DATASET RECORDS START

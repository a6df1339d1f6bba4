//! Numeric normalization utilities.

/// Removes currency formatting (`$`, `,` and any whitespace) from a value.
pub fn strip_currency_formatting(value: &str) -> String {
    value
        .chars()
        .filter(|ch| *ch != '$' && *ch != ',' && !ch.is_whitespace())
        .collect()
}

/// Parses a string as f64, returning None for invalid, empty or non-finite values.
pub fn parse_f64(value: &str) -> Option<f64> {
    let trimmed = value.trim();
    if trimmed.is_empty() {
        return None;
    }
    trimmed.parse::<f64>().ok().filter(|v| v.is_finite())
}

/// Parses a string as i64, returning None for invalid or empty strings.
pub fn parse_i64(value: &str) -> Option<i64> {
    let trimmed = value.trim();
    if trimmed.is_empty() {
        return None;
    }
    trimmed.parse::<i64>().ok()
}

/// Returns true if the whole token is an unsigned decimal integer (no sign, no padding).
pub fn is_unsigned_integer(token: &str) -> bool {
    !token.is_empty() && token.bytes().all(|b| b.is_ascii_digit())
}

/// Significant digits kept when formatting sums; the most an f64 round-trips.
pub const SIGNIFICANT_DIGITS: usize = 15;

/// Formats a float in plain decimal form, without a trailing `.0` for whole values.
///
/// The value is first rounded to [`SIGNIFICANT_DIGITS`], so binary artifacts
/// such as `0.1 + 0.2 = 0.30000000000000004` print as `0.3`.
pub fn format_numeric(v: f64) -> String {
    let rounded = round_significant(v);
    // f64 Display never uses exponent notation and prints whole values without a fraction.
    if rounded == 0.0 {
        "0".to_string()
    } else {
        format!("{rounded}")
    }
}

/// Rounds to [`SIGNIFICANT_DIGITS`] through the decimal exponent form.
fn round_significant(v: f64) -> f64 {
    if !v.is_finite() {
        return v;
    }
    format!("{:.*e}", SIGNIFICANT_DIGITS - 1, v)
        .parse::<f64>()
        .unwrap_or(v)
}
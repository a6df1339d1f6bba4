use thiserror::Error;

#[derive(Debug, Error, PartialEq, Eq)]
#[non_exhaustive]
pub enum IntakeError {
    #[error("construction code out of range (expected 1-6): {0}")]
    InvalidConstructionCode(u8),
    #[error("unknown construction scheme: {0}")]
    UnknownScheme(String),
    #[error("year pivot must be a two-digit value (0-99): {0}")]
    InvalidYearPivot(u8),
}

pub type Result<T> = std::result::Result<T, IntakeError>;
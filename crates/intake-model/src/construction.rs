//! Construction-type coding schemes.
//!
//! Two numbering schemes are in use for the same construction families:
//!
//! | Family                  | Internal | ISO |
//! |-------------------------|----------|-----|
//! | Frame                   | 5        | 1   |
//! | Joisted Masonry         | 4        | 2   |
//! | Non-Combustible         | 3        | 3   |
//! | Masonry Non-Combustible | 2        | 4   |
//! | Modified Fire Resistive | 6        | 5   |
//! | Fire Resistive          | 1        | 6   |

use std::fmt;
use std::str::FromStr;

use serde::{Deserialize, Serialize};

use crate::error::IntakeError;

/// Which numbering scheme a construction code is expressed in.
#[derive(Debug, Clone, Copy, PartialEq, Eq, Hash, Default, Serialize, Deserialize)]
#[serde(rename_all = "kebab-case")]
pub enum ConstructionScheme {
    /// Company-internal (IMS) coding.
    #[default]
    Internal,
    /// ISO standard coding.
    IsoStandard,
}

impl ConstructionScheme {
    pub const ALL: [ConstructionScheme; 2] = [Self::Internal, Self::IsoStandard];

    pub const fn as_str(&self) -> &'static str {
        match self {
            Self::Internal => "internal",
            Self::IsoStandard => "iso-standard",
        }
    }
}

impl fmt::Display for ConstructionScheme {
    fn fmt(&self, f: &mut fmt::Formatter<'_>) -> fmt::Result {
        f.write_str(self.as_str())
    }
}

impl FromStr for ConstructionScheme {
    type Err = IntakeError;

    fn from_str(s: &str) -> Result<Self, Self::Err> {
        match s.trim().to_ascii_lowercase().as_str() {
            "internal" | "ims" => Ok(Self::Internal),
            "iso" | "iso-standard" | "iso_standard" => Ok(Self::IsoStandard),
            _ => Err(IntakeError::UnknownScheme(s.to_string())),
        }
    }
}

/// A construction class code in `1..=6`.
///
/// The meaning of a code depends on the scheme it was classified under.
#[derive(
    Debug, Clone, Copy, PartialEq, Eq, PartialOrd, Ord, Hash, Serialize, Deserialize,
)]
#[serde(try_from = "u8", into = "u8")]
pub struct ConstructionCode(u8);

impl ConstructionCode {
    pub const MIN: u8 = 1;
    pub const MAX: u8 = 6;

    pub fn new(value: u8) -> Result<Self, IntakeError> {
        if (Self::MIN..=Self::MAX).contains(&value) {
            Ok(Self(value))
        } else {
            Err(IntakeError::InvalidConstructionCode(value))
        }
    }

    pub const fn get(self) -> u8 {
        self.0
    }
}

impl TryFrom<u8> for ConstructionCode {
    type Error = IntakeError;

    fn try_from(value: u8) -> Result<Self, Self::Error> {
        Self::new(value)
    }
}

impl From<ConstructionCode> for u8 {
    fn from(code: ConstructionCode) -> Self {
        code.0
    }
}

impl fmt::Display for ConstructionCode {
    fn fmt(&self, f: &mut fmt::Formatter<'_>) -> fmt::Result {
        write!(f, "{}", self.0)
    }
}
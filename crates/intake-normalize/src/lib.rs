//! Field normalization for OCR-entered insurance intake forms.
//!
//! This crate turns noisy verification-form values into canonical strings:
//!
//! - **scalar**: year built, county, protection class, amounts, stories, TIV
//! - **extract**: bracketed control numbers and submission IDs
//! - **construction**: construction-type classification under two schemes
//! - **building**: building numbers and building-number ranges
//! - **block**: insured name/address block splitting
//! - **numeric**: shared numeric parsing and formatting
//! - **normalizer**: option-bound access for configured pivots and schemes
//!
//! All functions are pure and stateless; malformed input normalizes to an
//! empty value instead of an error.

pub mod block;
pub mod building;
pub mod construction;
pub mod extract;
pub mod normalizer;
pub mod numeric;
pub mod scalar;

// Re-export commonly used items
pub use block::{is_name_continuation, is_suite_line, split_address_block};
pub use building::get_building_number;
pub use construction::{
    INTERNAL_TABLE, ISO_STANDARD_TABLE, classify_construction_type, construction_labels,
};
pub use extract::{build_submission_id, get_control_number};
pub use normalizer::FieldNormalizer;
pub use scalar::{
    adjust_protection_class, adjust_year_built, adjust_year_built_with, get_value_from_amount_column,
    remove_county_suffix, round_stories_up, sum_insured_values, sum_total_insured_value,
};
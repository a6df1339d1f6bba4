//! CLI argument definitions for `intake`.

use std::path::PathBuf;

use clap::{Args, Parser, Subcommand, ValueEnum};
use clap_verbosity_flag::{Verbosity, WarnLevel};
use colorchoice_clap::Color;

use intake_model::ConstructionScheme;

#[derive(Parser)]
#[command(
    name = "intake",
    version,
    about = "Normalize OCR-entered insurance intake fields",
    long_about = "Normalize noisy values from insurance verification forms.\n\n\
                  Each subcommand applies one field rule and prints the canonical value.\n\
                  Values that cannot be normalized print as an empty line."
)]
pub struct Cli {
    #[command(subcommand)]
    pub command: Command,

    /// Adjust log verbosity (-v for info, -vv for debug, -q for errors only).
    #[command(flatten)]
    pub verbosity: Verbosity<WarnLevel>,

    /// Control ANSI color output (auto, always, never).
    #[command(flatten)]
    pub color: Color,

    /// Explicit log level (overrides -v/-q flags).
    #[arg(long = "log-level", value_enum, global = true)]
    pub log_level: Option<LogLevelArg>,

    /// Log output format.
    #[arg(
        long = "log-format",
        value_enum,
        default_value = "pretty",
        global = true
    )]
    pub log_format: LogFormatArg,

    /// Write logs to a file instead of stderr.
    #[arg(long = "log-file", value_name = "PATH", global = true)]
    pub log_file: Option<PathBuf>,

    /// Allow insured names and addresses in log output.
    #[arg(long = "log-data", global = true)]
    pub log_data: bool,

    /// TOML configuration file.
    #[arg(long = "config", value_name = "PATH", global = true)]
    pub config: Option<PathBuf>,

    /// Century pivot for two-digit years (overrides the config file).
    #[arg(long = "year-pivot", value_name = "0-99", global = true)]
    pub year_pivot: Option<u8>,
}

#[derive(Subcommand)]
pub enum Command {
    /// Expand a year built ("45" -> "1945").
    Year(ValueArg),

    /// Strip the "County" suffix from a county name.
    County(ValueArg),

    /// Normalize a protection class ("05" -> "5").
    ProtectionClass(ValueArg),

    /// Parse a whole-dollar amount ("$1,500" -> "1500").
    Amount(ValueArg),

    /// Round a story count up to a whole number.
    Stories(ValueArg),

    /// Sum the four total insured value components.
    Tiv(TivArgs),

    /// Extract a bracketed control number from an email subject.
    ControlNumber(ValueArg),

    /// Extract a submission ID from a batch name.
    SubmissionId(ValueArg),

    /// Classify a construction description.
    Construction(ConstructionArgs),

    /// Extract the building number from a street line.
    BuildingNumber(BuildingNumberArgs),

    /// Split an insured name/address block (prints JSON).
    SplitBlock(SplitBlockArgs),

    /// Decompose a free-text address through the geocoding provider (prints JSON).
    Geocode(GeocodeArgs),

    /// List the recognized construction labels and their codes.
    Labels(LabelsArgs),
}

#[derive(Args)]
pub struct ValueArg {
    /// Raw field value.
    #[arg(value_name = "VALUE", allow_hyphen_values = true)]
    pub value: String,
}

#[derive(Args)]
pub struct TivArgs {
    #[arg(value_name = "BUILDING", allow_hyphen_values = true)]
    pub building_value: String,

    #[arg(value_name = "BPP", allow_hyphen_values = true)]
    pub business_personal_property: String,

    #[arg(value_name = "BI", allow_hyphen_values = true)]
    pub business_income: String,

    #[arg(value_name = "MISC", allow_hyphen_values = true)]
    pub misc_real_property: String,
}

#[derive(Args)]
pub struct ConstructionArgs {
    /// Construction description.
    #[arg(value_name = "VALUE")]
    pub value: String,

    /// Coding scheme (defaults to the configured scheme).
    #[arg(long = "scheme", value_enum)]
    pub scheme: Option<SchemeArg>,
}

#[derive(Args)]
pub struct BuildingNumberArgs {
    /// Street line starting with the building number.
    #[arg(value_name = "STREET")]
    pub street: String,

    /// Keep a hyphenated range instead of only its first number.
    #[arg(long = "full-range")]
    pub full_range: bool,
}

#[derive(Args)]
pub struct SplitBlockArgs {
    /// File containing the block (reads stdin when omitted or "-").
    #[arg(value_name = "FILE")]
    pub file: Option<PathBuf>,
}

#[derive(Args)]
pub struct GeocodeArgs {
    /// Free-text address.
    #[arg(value_name = "ADDRESS")]
    pub address: String,

    /// Geocoding endpoint (overrides the config file).
    #[arg(long = "endpoint", value_name = "URL")]
    pub endpoint: Option<String>,

    /// Request timeout in seconds (overrides the config file).
    #[arg(long = "timeout", value_name = "SECS")]
    pub timeout_secs: Option<u64>,

    /// Exit with an error instead of printing an empty location.
    #[arg(long = "fail-on-error")]
    pub fail_on_error: bool,
}

#[derive(Args)]
pub struct LabelsArgs {
    /// Show a single scheme.
    #[arg(long = "scheme", value_enum)]
    pub scheme: Option<SchemeArg>,
}

#[derive(Clone, Copy, ValueEnum)]
pub enum SchemeArg {
    #[value(alias = "ims")]
    Internal,
    #[value(name = "iso-standard", alias = "iso")]
    IsoStandard,
}

impl From<SchemeArg> for ConstructionScheme {
    fn from(arg: SchemeArg) -> Self {
        match arg {
            SchemeArg::Internal => Self::Internal,
            SchemeArg::IsoStandard => Self::IsoStandard,
        }
    }
}

/// CLI log level choices.
#[derive(Clone, Copy, ValueEnum)]
pub enum LogLevelArg {
    Error,
    Warn,
    Info,
    Debug,
    Trace,
}

/// CLI log format choices.
#[derive(Clone, Copy, ValueEnum)]
pub enum LogFormatArg {
    Pretty,
    Compact,
    Json,
}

DATASET RECORDS END

TASK STATEMENT: Tally the lines of the records above that contain the word "bool". Give only the total.

TASK SOLUTION: 4